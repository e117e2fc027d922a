use super::go_types::{declarations, field_type, go_type, imports_for};
use super::templates::{
    render, GoModTemplate, HandlerImplTemplate, HandlerTemplate, ModelTemplate, RepositoryMethod,
    RepositoryTemplate, RequestField, RoutesTemplate,
};
use super::{
    table_name, write_output, GEN_GO_MOD, GEN_HANDLERS, GEN_MODELS, GEN_REPOSITORIES, GEN_ROUTES,
};
use crate::naming::{camel_case, pascal_case, pluralize, sanitize_identifier, snake_case};
use crate::orchestrator::{Generator, GeneratorContext, Priority};
use crate::spec::{
    AdditionalMethod, Cardinality, OperationDef, RepositoryOperation, SchemaDef, SchemaKind,
};
use std::path::PathBuf;
use tracing::{debug, warn};

pub struct GoModGenerator;

impl Generator for GoModGenerator {
    fn name(&self) -> &str {
        GEN_GO_MOD
    }

    fn priority(&self) -> Priority {
        Priority::First
    }

    fn generate(&self, ctx: &GeneratorContext<'_>) -> anyhow::Result<()> {
        let template = GoModTemplate {
            module: ctx.settings.module_path(ctx.model),
            go_version: ctx.settings.go_version.clone(),
            requires: ctx.settings.requires.clone(),
        };
        write_output(ctx, "go.mod", &render(&template)?)
    }
}

pub struct ModelsGenerator;

impl Generator for ModelsGenerator {
    fn name(&self) -> &str {
        GEN_MODELS
    }

    fn priority(&self) -> Priority {
        Priority::Normal
    }

    fn generate(&self, ctx: &GeneratorContext<'_>) -> anyhow::Result<()> {
        for schema in ctx.model.own_schemas() {
            let decls = declarations(schema);
            if decls.structs.is_empty() && decls.enums.is_empty() && decls.aliases.is_empty() {
                continue;
            }
            let template = ModelTemplate {
                imports: decls.imports().into_iter().collect(),
                decls,
            };
            let path = format!("models/{}.gen.go", snake_case(&schema.name));
            write_output(ctx, &path, &render(&template)?)?;
        }
        Ok(())
    }
}

/// Entities that get repositories and tables; entities without `id` are
/// reported and skipped.
pub(crate) fn persisted_entities<'m>(
    ctx: &GeneratorContext<'m>,
    generator: &str,
) -> Vec<&'m SchemaDef> {
    ctx.model
        .own_schemas()
        .filter(|s| s.kind == SchemaKind::Entity)
        .filter(|s| {
            let eligible = s.is_repository_eligible();
            if !eligible {
                warn!(
                    generator,
                    schema = %s.name,
                    "entity has no `id` property, skipping"
                );
            }
            eligible
        })
        .collect()
}

fn cardinality_returns(cardinality: Cardinality, entity: &str) -> String {
    match cardinality {
        Cardinality::Single => format!("(*models.{entity}, error)"),
        Cardinality::Multiple => format!("([]*models.{entity}, error)"),
        Cardinality::Void => "error".to_string(),
        Cardinality::Exists => "(bool, error)".to_string(),
        Cardinality::Count => "(int64, error)".to_string(),
    }
}

/// Go type of an additional-method parameter: declared type, else the type of
/// the matching entity property, else `string`.
fn method_param_type(schema: &SchemaDef, param: &str, declared: Option<&str>) -> String {
    if let Some(ty) = declared {
        return ty.to_string();
    }
    schema
        .properties
        .iter()
        .find(|(name, _)| snake_case(name) == snake_case(param))
        .map(|(name, prop)| go_type(prop, &pascal_case(&schema.name), name, "models."))
        .unwrap_or_else(|| "string".to_string())
}

fn additional_method(
    schema: &SchemaDef,
    entity: &str,
    method: &AdditionalMethod,
) -> RepositoryMethod {
    let mut params = vec!["ctx context.Context".to_string()];
    params.extend(method.params.iter().map(|p| {
        format!(
            "{} {}",
            camel_case(&p.name),
            method_param_type(schema, &p.name, p.type_name.as_deref())
        )
    }));
    RepositoryMethod {
        signature: format!(
            "{}({}) {}",
            pascal_case(&method.name),
            params.join(", "),
            cardinality_returns(method.returns, entity)
        ),
        doc: method.query.clone().unwrap_or_default(),
    }
}

pub(crate) fn repository_methods(schema: &SchemaDef) -> Vec<RepositoryMethod> {
    let entity = pascal_case(&schema.name);
    let id_type = schema
        .properties
        .get("id")
        .map(|id| go_type(id, &entity, "id", "models."))
        .unwrap_or_else(|| "string".to_string());
    let repository = schema.codegen.as_ref().and_then(|c| c.repository.as_ref());
    let supports = |op| repository.map_or(true, |r| r.supports(op));

    let mut methods = Vec::new();
    let mut crud = |op: RepositoryOperation, signature: String| {
        if supports(op) {
            methods.push(RepositoryMethod {
                signature,
                doc: String::new(),
            });
        }
    };
    crud(
        RepositoryOperation::Create,
        format!("Create(ctx context.Context, entity *models.{entity}) (*models.{entity}, error)"),
    );
    crud(
        RepositoryOperation::Read,
        format!("Get(ctx context.Context, id {id_type}) (*models.{entity}, error)"),
    );
    crud(
        RepositoryOperation::Update,
        format!(
            "Update(ctx context.Context, id {id_type}, entity *models.{entity}) (*models.{entity}, error)"
        ),
    );
    crud(
        RepositoryOperation::Delete,
        format!("Delete(ctx context.Context, id {id_type}) error"),
    );
    crud(
        RepositoryOperation::List,
        format!(
            "List(ctx context.Context, limit int32, offset int32) ([]*models.{entity}, int64, error)"
        ),
    );

    if let Some(repository) = repository {
        methods.extend(
            repository
                .additional_methods
                .iter()
                .map(|m| additional_method(schema, &entity, m)),
        );
    }
    methods
}

pub struct RepositoriesGenerator;

impl Generator for RepositoriesGenerator {
    fn name(&self) -> &str {
        GEN_REPOSITORIES
    }

    fn priority(&self) -> Priority {
        Priority::Normal
    }

    fn generate(&self, ctx: &GeneratorContext<'_>) -> anyhow::Result<()> {
        let module = ctx.settings.module_path(ctx.model);
        for schema in persisted_entities(ctx, GEN_REPOSITORIES) {
            let methods = repository_methods(schema);
            let mut imports = vec!["context".to_string()];
            imports.extend(imports_for(methods.iter().map(|m| m.signature.as_str())));
            imports.push(format!("{module}/models"));

            let template = RepositoryTemplate {
                imports,
                name: pascal_case(&schema.name),
                entity: pascal_case(&schema.name),
                table: table_name(schema),
                methods,
            };
            let path = format!("repositories/{}_repository.gen.go", snake_case(&schema.name));
            write_output(ctx, &path, &render(&template)?)?;
        }
        Ok(())
    }
}

/// Strip inline declarations that only exist in the models package.
fn flatten_inline(schema: &SchemaDef) -> SchemaDef {
    let mut flat = schema.clone();
    if flat.reference.is_some() {
        return flat;
    }
    flat.enum_values.clear();
    if flat.is_inline_object() {
        flat.properties.clear();
        flat.schema_type = Some("object".to_string());
    }
    flat.items = flat.items.as_deref().map(|items| Box::new(flatten_inline(items)));
    flat
}

/// Type of a request field or body in the handlers package.
fn handler_type(schema: &SchemaDef, parent: &str, prop: &str, required: bool) -> String {
    field_type(&flatten_inline(schema), parent, prop, required, "models.")
}

/// Return list of `Handle` for the operation's success response.
pub(crate) fn handler_returns(op: &OperationDef) -> String {
    let Some(schema) = op.success_response().and_then(|r| r.schema.as_ref()) else {
        return "error".to_string();
    };
    let ty = match (&schema.reference, schema.items.as_deref()) {
        (Some(target), _) => format!("*models.{}", pascal_case(target)),
        (None, Some(items)) if items.reference.is_some() => {
            format!("[]{}", go_type(items, "", "", "models."))
        }
        _ => "any".to_string(),
    };
    format!("({ty}, error)")
}

fn request_fields(op: &OperationDef, name: &str) -> Vec<RequestField> {
    let parent = format!("{name}Request");
    let mut fields: Vec<RequestField> = op
        .parameters
        .iter()
        .map(|p| {
            let type_expr = p
                .schema
                .as_ref()
                .map(|s| handler_type(s, &parent, &p.name, p.required))
                .unwrap_or_else(|| "string".to_string());
            RequestField {
                name: sanitize_identifier(&pascal_case(&p.name)),
                type_expr,
                tag: format!("{}:\"{}\"", p.location, p.name),
            }
        })
        .collect();

    if let Some(body) = &op.request_body {
        let type_expr = body
            .schema
            .as_ref()
            .map(|s| handler_type(s, &parent, "body", true))
            .unwrap_or_else(|| "map[string]any".to_string());
        let type_expr = match type_expr.as_str() {
            t if t.starts_with("models.") => format!("*{t}"),
            _ => type_expr,
        };
        fields.push(RequestField {
            name: "Body".to_string(),
            type_expr,
            tag: "json:\"body\"".to_string(),
        });
    }
    fields
}

pub struct HandlersGenerator;

impl Generator for HandlersGenerator {
    fn name(&self) -> &str {
        GEN_HANDLERS
    }

    fn priority(&self) -> Priority {
        Priority::Normal
    }

    fn generate(&self, ctx: &GeneratorContext<'_>) -> anyhow::Result<()> {
        let module = ctx.settings.module_path(ctx.model);
        for op in ctx.model.own_operations() {
            let name = pascal_case(&op.id);
            let fields = request_fields(op, &name);
            let returns = handler_returns(op);

            let mut imports = vec!["context".to_string()];
            imports.extend(imports_for(
                fields.iter().map(|f| f.type_expr.as_str()).chain([returns.as_str()]),
            ));
            let uses_models = fields.iter().any(|f| f.type_expr.contains("models."))
                || returns.contains("models.");
            if uses_models {
                imports.push(format!("{module}/models"));
            }

            let template = HandlerTemplate {
                imports,
                name: name.clone(),
                operation_id: op.id.clone(),
                summary: op.summary.clone(),
                method: op.method.to_string(),
                path: op.path.clone(),
                fields,
                returns: returns.clone(),
            };
            let base = snake_case(&op.id);
            write_output(ctx, &format!("handlers/{base}.gen.go"), &render(&template)?)?;

            if op.custom_handler {
                let impl_path = PathBuf::from(format!("handlers/{base}.impl.go"));
                if ctx.storage.exists(&impl_path) {
                    debug!(operation = %op.id, "custom handler exists, leaving it alone");
                    continue;
                }
                let not_implemented = format!("errors.New(\"{} is not implemented\")", op.id);
                let mut stub_imports = vec!["context".to_string(), "errors".to_string()];
                stub_imports.extend(imports_for([returns.as_str()]));
                if returns.contains("models.") {
                    stub_imports.push(format!("{module}/models"));
                }
                let stub = HandlerImplTemplate {
                    imports: stub_imports,
                    name,
                    operation_id: op.id.clone(),
                    not_implemented: if returns == "error" {
                        not_implemented
                    } else {
                        format!("nil, {not_implemented}")
                    },
                    returns,
                };
                write_output(ctx, &impl_path.to_string_lossy(), &render(&stub)?)?;
            }
        }
        Ok(())
    }
}

fn route_literal(op: &OperationDef) -> String {
    let schemes: Vec<String> = op.security.iter().map(|s| format!("{:?}", s.name)).collect();
    format!(
        "{{Method: {:?}, Path: {:?}, OperationID: {:?}, Tag: {:?}, Public: {}, Schemes: []string{{{}}}}}",
        op.method.as_str(),
        op.path,
        op.id,
        op.tag,
        op.is_public(),
        schemes.join(", ")
    )
}

pub struct RoutesGenerator;

impl Generator for RoutesGenerator {
    fn name(&self) -> &str {
        GEN_ROUTES
    }

    fn priority(&self) -> Priority {
        Priority::Normal
    }

    fn generate(&self, ctx: &GeneratorContext<'_>) -> anyhow::Result<()> {
        let template = RoutesTemplate {
            title: ctx.model.title.clone(),
            version: ctx.model.version.clone(),
            routes: ctx.model.own_operations().map(route_literal).collect(),
        };
        write_output(ctx, "http/routes.gen.go", &render(&template)?)
    }
}

/// Field name of an entity's repository in the generated `Repositories` struct.
pub(crate) fn repository_field(schema: &SchemaDef) -> String {
    pluralize(&pascal_case(&schema.name))
}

┄┄┄┄┄┄

**The problem**
With the line holding "let eligible = s.is_repository_eligible();" as the first and the line holding "let mut params" as the last, set down that range of the entries above exactly, and nothing else.

**Solved problem**
            let eligible = s.is_repository_eligible();
            if !eligible {
                warn!(
                    generator,
                    schema = %s.name,
                    "entity has no `id` property, skipping"
                );
            }
            eligible
        })
        .collect()
}

fn cardinality_returns(cardinality: Cardinality, entity: &str) -> String {
    match cardinality {
        Cardinality::Single => format!("(*models.{entity}, error)"),
        Cardinality::Multiple => format!("([]*models.{entity}, error)"),
        Cardinality::Void => "error".to_string(),
        Cardinality::Exists => "(bool, error)".to_string(),
        Cardinality::Count => "(int64, error)".to_string(),
    }
}

/// Go type of an additional-method parameter: declared type, else the type of
/// the matching entity property, else `string`.
fn method_param_type(schema: &SchemaDef, param: &str, declared: Option<&str>) -> String {
    if let Some(ty) = declared {
        return ty.to_string();
    }
    schema
        .properties
        .iter()
        .find(|(name, _)| snake_case(name) == snake_case(param))
        .map(|(name, prop)| go_type(prop, &pascal_case(&schema.name), name, "models."))
        .unwrap_or_else(|| "string".to_string())
}

fn additional_method(
    schema: &SchemaDef,
    entity: &str,
    method: &AdditionalMethod,
) -> RepositoryMethod {
    let mut params = vec!["ctx context.Context".to_string()];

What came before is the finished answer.